Following common sense, I assume that a typical human observer
tries internally
to represent input data in terms of
what is familiar. Regarding the observer's subjectivity, I assume
that the Church-Turing thesis is true (everything that can be
computed by a human being can be computed by an appropriate
program for a general-purpose computer) and postulate the
following setting. At a given time, a human observer's current
knowledge about visual scenes
can be described as a coding algorithm. This algorithm maps
input data (such as retinal activity caused by a work of art in
the visual field) onto internal representations of the data. The
coding algorithm *C*, the data *D* and its internal representation *D*'
can be written as strings of symbols from a finite alphabet. If *D*'
conveys all information about *D*, but the length of *D*' is less than
the length of *D*, then *D* is compressible or redundant with respect
to the observer's knowledge. The observer already knew something
about *D*. Similar statements can be made in cases where *D*' allows
only for partial reconstruction of *D*.

The observer's subjectivity is embodied by the coding algorithm *C*.

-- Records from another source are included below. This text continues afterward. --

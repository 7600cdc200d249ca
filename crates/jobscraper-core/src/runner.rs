use std::collections::{BTreeMap, HashMap};
use std::sync::Arc;

use tokio_util::sync::CancellationToken;
use tokio_util::task::TaskTracker;

use crate::error::AppError;
use crate::models::{RunResult, ScraperConfig, SourceStatus, TriggerReceipt};
use crate::pipeline::{RunReporter, ScraperService, TracingRunReporter};
use crate::registry::RunStatusRegistry;
use crate::traits::{JobProcessor, JobStore, Scraper};

/// Object-safe handle for starting runs by source name.
///
/// Used by the scheduler and the HTTP server so neither needs to know the
/// concrete store, processor, or scraper types.
pub trait RunControl: Send + Sync {
    /// Start a run in the background and return immediately.
    fn trigger(&self, source: &str, pages: Option<u32>) -> Result<TriggerReceipt, AppError>;

    /// Last known status of every source that has run.
    fn statuses(&self) -> Vec<SourceStatus>;

    /// Registered source names, sorted.
    fn sources(&self) -> Vec<String>;
}

struct RegisteredSource<S> {
    scraper: S,
    config: ScraperConfig,
}

/// Owns the named scrapers and spawns runs on a shared task tracker.
///
/// Runs for the same source are not serialized: two triggers in quick
/// succession produce two concurrent runs.
pub struct ScrapeRunner<St, P, S, R = TracingRunReporter>
where
    St: JobStore,
    P: JobProcessor,
    S: Scraper,
    R: RunReporter,
{
    service: Arc<ScraperService<St, P, R>>,
    sources: HashMap<String, RegisteredSource<S>>,
    cancel: CancellationToken,
    tracker: TaskTracker,
}

impl<St, P, S, R> ScrapeRunner<St, P, S, R>
where
    St: JobStore + 'static,
    P: JobProcessor + 'static,
    S: Scraper + 'static,
    R: RunReporter + 'static,
{
    pub fn new(service: ScraperService<St, P, R>) -> Self {
        Self {
            service: Arc::new(service),
            sources: HashMap::new(),
            cancel: CancellationToken::new(),
            tracker: TaskTracker::new(),
        }
    }

    /// Register a scraper under `name`. Rejects invalid page limits.
    pub fn register(
        &mut self,
        name: impl Into<String>,
        scraper: S,
        config: ScraperConfig,
    ) -> Result<(), AppError> {
        let name = name.into();
        config.validate(&name)?;
        tracing::debug!(source = %name, schedule = %config.schedule, "Registered scraper");
        self.sources
            .insert(name, RegisteredSource { scraper, config });
        Ok(())
    }

    pub fn registry(&self) -> &RunStatusRegistry {
        self.service.registry()
    }

    /// Schedule and page limits for every registered source.
    pub fn configs(&self) -> BTreeMap<String, ScraperConfig> {
        self.sources
            .iter()
            .map(|(name, source)| (name.clone(), source.config.clone()))
            .collect()
    }

    /// Page count for a run: the default when absent, capped at `max_pages`.
    pub fn resolve_pages(&self, source: &str, pages: Option<u32>) -> Result<u32, AppError> {
        self.resolve(source, pages).map(|(_, pages)| pages)
    }

    fn resolve(&self, source: &str, pages: Option<u32>) -> Result<(&S, u32), AppError> {
        let registered = self
            .sources
            .get(source)
            .ok_or_else(|| AppError::UnknownSource(source.to_string()))?;
        let config = &registered.config;

        let pages = match pages {
            None => Ok(config.default_pages),
            Some(0) => Err(AppError::InvalidRequest(
                "pages must be at least 1".to_string(),
            )),
            Some(requested) if requested > config.max_pages => {
                tracing::info!(
                    %source,
                    requested,
                    max_pages = config.max_pages,
                    "Requested pages above limit, clamping"
                );
                Ok(config.max_pages)
            }
            Some(requested) => Ok(requested),
        }?;
        Ok((&registered.scraper, pages))
    }

    /// Run to completion on the current task.
    pub async fn run(&self, source: &str, pages: Option<u32>) -> Result<RunResult, AppError> {
        let (scraper, pages) = self.resolve(source, pages)?;
        Ok(self
            .service
            .execute_scraping(source, scraper, pages, &self.cancel)
            .await)
    }

    /// Wait for every spawned run to finish.
    pub async fn wait_idle(&self) {
        self.tracker.close();
        self.tracker.wait().await;
        self.tracker.reopen();
    }

    /// Cancel in-flight runs and wait for them to record their final status.
    pub async fn shutdown(&self) {
        tracing::info!(in_flight = self.tracker.len(), "Stopping scrape runs");
        self.cancel.cancel();
        self.tracker.close();
        self.tracker.wait().await;
    }
}

impl<St, P, S, R> RunControl for ScrapeRunner<St, P, S, R>
where
    St: JobStore + 'static,
    P: JobProcessor + 'static,
    S: Scraper + 'static,
    R: RunReporter + 'static,
{
    fn trigger(&self, source: &str, pages: Option<u32>) -> Result<TriggerReceipt, AppError> {
        let (scraper, pages) = self.resolve(source, pages)?;
        if self.cancel.is_cancelled() {
            return Err(AppError::InvalidRequest(
                "runner is shutting down".to_string(),
            ));
        }

        let service = Arc::clone(&self.service);
        let scraper = scraper.clone();
        let cancel = self.cancel.clone();
        let name = source.to_string();

        tracing::info!(%source, pages, "Triggering scrape run");
        self.tracker.spawn(async move {
            service
                .execute_scraping(&name, &scraper, pages, &cancel)
                .await;
        });

        Ok(TriggerReceipt {
            source: source.to_string(),
            pages,
        })
    }

    fn statuses(&self) -> Vec<SourceStatus> {
        self.registry().statuses()
    }

    fn sources(&self) -> Vec<String> {
        let mut names: Vec<String> = self.sources.keys().cloned().collect();
        names.sort();
        names
    }
}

One may be tempted to define the beauty of a drawing with respect
to *C*. In the following preliminary attempt to do so (inspired by
the MDL approach), I assume that ``beauty" simply corresponds to
``high conditional probability given *C*":
Given *C*, the best way of selecting a drawing *s* from a set or
class *S* of possible drawings satisfying certain specifications may
be to maximize P(s | C),
the conditional probability of
*s*, given *C*.
Bayes' formula tells us
P(s | C) = P(C | s) P(s) / P(C),
or, equivalently,
-logP(s | C) = -log P(C | s) + logP(C) - logP(s).

Let us interpret this.
Since *C* is given, *P*(*C*) may be viewed as a normalizing constant.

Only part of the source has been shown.